Practice Maths

Rationalising Denominators

Key Terms

A fraction with a surd in the denominator (e.g. 3/√5) is not in simplest form — we rationalise by eliminating the surd from the denominator.
Simple surd denominator
multiply top and bottom by the same surd — e.g. 3/√5 × √5/√5 = 3√5/5.
Binomial surd denominator
multiply by the conjugate. The conjugate of (a + √b) is (a − √b).
Why the conjugate works: (a + √b)(a − √b) = a² − b — this is the difference of two squares, giving a rational result.
Always simplify the result after rationalising — cancel common factors.
Denominator typeTechnique & Result
Single surd: 1/√aMultiply by √a/√a → √a/a
Coeff. surd: p/(√a)Multiply by √a/√a → p√a/a
Binomial: 1/(a + √b)Multiply by (a − √b)/(a − √b) → (a − √b)/(a² − b)
Binomial: 1/(√a + √b)Multiply by (√a − √b)/(√a − √b) → (√a − √b)/(a − b)
DOTS identity(p + q)(p − q) = p² − q²
Hot Tip The conjugate flips the sign between the two terms — NOT both signs.
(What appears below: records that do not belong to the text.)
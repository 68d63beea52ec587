//! Category score extraction from Lighthouse results

use std::collections::{BTreeMap, HashMap};
use std::fmt;
use serde::{Deserialize, Serialize};

use crate::error::{E2eError, E2eResult};

/// Audited quality category
#[derive(Debug, Clone, Copy, PartialEq, Eq, PartialOrd, Ord, Hash, Serialize, Deserialize)]
pub enum Category {
    #[serde(rename = "Performance", alias = "performance")]
    Performance,
    #[serde(rename = "SEO", alias = "seo")]
    Seo,
    #[serde(rename = "Accessibility", alias = "accessibility")]
    Accessibility,
    #[serde(rename = "Best Practices", alias = "best-practices")]
    BestPractices,
}

impl Category {
    pub const ALL: [Category; 4] = [
        Category::Performance,
        Category::Seo,
        Category::Accessibility,
        Category::BestPractices,
    ];

    /// Lighthouse category id
    pub fn id(&self) -> &'static str {
        match self {
            Category::Performance => "performance",
            Category::Seo => "seo",
            Category::Accessibility => "accessibility",
            Category::BestPractices => "best-practices",
        }
    }

    pub fn display_name(&self) -> &'static str {
        match self {
            Category::Performance => "Performance",
            Category::Seo => "SEO",
            Category::Accessibility => "Accessibility",
            Category::BestPractices => "Best Practices",
        }
    }
}

impl fmt::Display for Category {
    fn fmt(&self, f: &mut fmt::Formatter<'_>) -> fmt::Result {
        f.write_str(self.display_name())
    }
}

/// What an audit run hands back
#[derive(Debug, Clone, Serialize, Deserialize)]
pub struct AuditResult {
    pub lhr: LighthouseResult,
}

/// The subset of a Lighthouse result (LHR) this crate reads
#[derive(Debug, Clone, Default, Serialize, Deserialize)]
#[serde(rename_all = "camelCase")]
pub struct LighthouseResult {
    #[serde(default)]
    pub requested_url: Option<String>,
    #[serde(default)]
    pub final_url: Option<String>,
    #[serde(default)]
    pub lighthouse_version: Option<String>,
    #[serde(default)]
    pub runtime_error: Option<RuntimeError>,
    #[serde(default)]
    pub categories: HashMap<String, CategoryResult>,
}

/// Fatal problem Lighthouse reports inside an otherwise well-formed result
#[derive(Debug, Clone, Serialize, Deserialize)]
pub struct RuntimeError {
    pub code: String,
    #[serde(default)]
    pub message: String,
}

#[derive(Debug, Clone, Serialize, Deserialize)]
pub struct CategoryResult {
    /// Fraction in [0, 1]; null when Lighthouse could not compute it
    pub score: Option<f64>,
}

/// Percentage score per category
#[derive(Debug, Clone, PartialEq, Serialize, Deserialize)]
pub struct ScoreMap {
    #[serde(rename = "Performance")]
    pub performance: f64,
    #[serde(rename = "SEO")]
    pub seo: f64,
    #[serde(rename = "Accessibility")]
    pub accessibility: f64,
    #[serde(rename = "Best Practices")]
    pub best_practices: f64,
}

impl ScoreMap {
    pub fn get(&self, category: Category) -> f64 {
        match category {
            Category::Performance => self.performance,
            Category::Seo => self.seo,
            Category::Accessibility => self.accessibility,
            Category::BestPractices => self.best_practices,
        }
    }

    /// Categories scoring under their configured minimum, with the actual score
    pub fn below(&self, minimums: &BTreeMap<Category, f64>) -> Vec<(Category, f64, f64)> {
        minimums
            .iter()
            .filter_map(|(category, min)| {
                let score = self.get(*category);
                (score < *min).then_some((*category, score, *min))
            })
            .collect()
    }
}

/// Convert the four category fractions of an audit result to percentages.
///
/// Fails if any category is absent or has no score.
pub fn extract_scores(result: &AuditResult) -> E2eResult<ScoreMap> {
    let percent = |category: Category| -> E2eResult<f64> {
        result
            .lhr
            .categories
            .get(category.id())
            .and_then(|c| c.score)
            .map(|fraction| fraction * 100.0)
            .ok_or_else(|| E2eError::AuditCategoryMissing(category.id().to_string()))
    };

    Ok(ScoreMap {
        performance: percent(Category::Performance)?,
        seo: percent(Category::Seo)?,
        accessibility: percent(Category::Accessibility)?,
        best_practices: percent(Category::BestPractices)?,
    })
}

#[cfg(test)]
mod tests {
    use super::*;

    fn result_from(json: serde_json::Value) -> AuditResult {
        AuditResult {
            lhr: serde_json::from_value(json).unwrap(),
        }
    }

    fn full_result() -> AuditResult {
        result_from(serde_json::json!({
            "requestedUrl": "https://example.com/",
            "categories": {
                "performance": { "title": "Performance", "score": 0.873 },
                "seo": { "title": "SEO", "score": 1.0 },
                "accessibility": { "title": "Accessibility", "score": 0.5 },
                "best-practices": { "title": "Best Practices", "score": 0.0 }
            }
        }))
    }

    #[test]
    fn test_scores_are_scaled_by_100() {
        let scores = extract_scores(&full_result()).unwrap();
        assert!((scores.performance - 87.3).abs() < 1e-9);
        assert_eq!(scores.seo, 100.0);
        assert_eq!(scores.accessibility, 50.0);
        assert_eq!(scores.best_practices, 0.0);
    }

    #[test]
    fn test_score_map_key_order() {
        let scores = extract_scores(&full_result()).unwrap();
        let json = serde_json::to_string(&scores).unwrap();
        let keys: Vec<usize> = ["\"Performance\"", "\"SEO\"", "\"Accessibility\"", "\"Best Practices\""]
            .iter()
            .map(|k| json.find(k).unwrap())
            .collect();
        assert!(keys.windows(2).all(|w| w[0] < w[1]));
    }

    #[test]
    fn test_missing_category_fails() {
        let result = result_from(serde_json::json!({
            "categories": {
                "performance": { "score": 0.9 },
                "seo": { "score": 0.9 },
                "accessibility": { "score": 0.9 }
            }
        }));
        match extract_scores(&result) {
            Err(E2eError::AuditCategoryMissing(id)) => assert_eq!(id, "best-practices"),
            other => panic!("unexpected: {:?}", other),
        }
    }

    #[test]
    fn test_null_score_fails() {
        let mut result = full_result();
        result.lhr.categories.get_mut("seo").unwrap().score = None;
        assert!(matches!(extract_scores(&result), Err(E2eError::AuditCategoryMissing(_))));
    }

    #[test]
    fn test_reads_run_metadata() {
        let result = result_from(serde_json::json!({
            "requestedUrl": "https://example.com",
            "finalUrl": "https://example.com/",
            "lighthouseVersion": "11.4.0",
            "categories": {}
        }));
        assert_eq!(result.lhr.final_url.as_deref(), Some("https://example.com/"));
        assert_eq!(result.lhr.lighthouse_version.as_deref(), Some("11.4.0"));
        assert!(result.lhr.runtime_error.is_none());
    }

    #[test]
    fn test_below_thresholds() {
        let scores = extract_scores(&full_result()).unwrap();
        let mut minimums = BTreeMap::new();
        minimums.insert(Category::Performance, 90.0);
        minimums.insert(Category::Seo, 90.0);

        let below = scores.below(&minimums);
        assert_eq!(below.len(), 1);
        assert_eq!(below[0].0, Category::Performance);
    }
}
The conjugate of (3 + √5) is (3 − √5), and the conjugate of (√7 − 2) is (√7 + 2).

Worked Example 1 — Simple Surd Denominator

Question: Rationalise the denominator of √7/√3.

Step 1: Multiply numerator and denominator by √3: √7/√3 × √3/√3

Step 2: Numerator: √7 × √3 = √21. Denominator: √3 × √3 = 3.

Answer: √21/3

Worked Example 2 — Binomial Surd Denominator

Question: Rationalise the denominator of 5/(3 + √2).

Step 1: The conjugate of (3 + √2) is (3 − √2). Multiply top and bottom by (3 − √2).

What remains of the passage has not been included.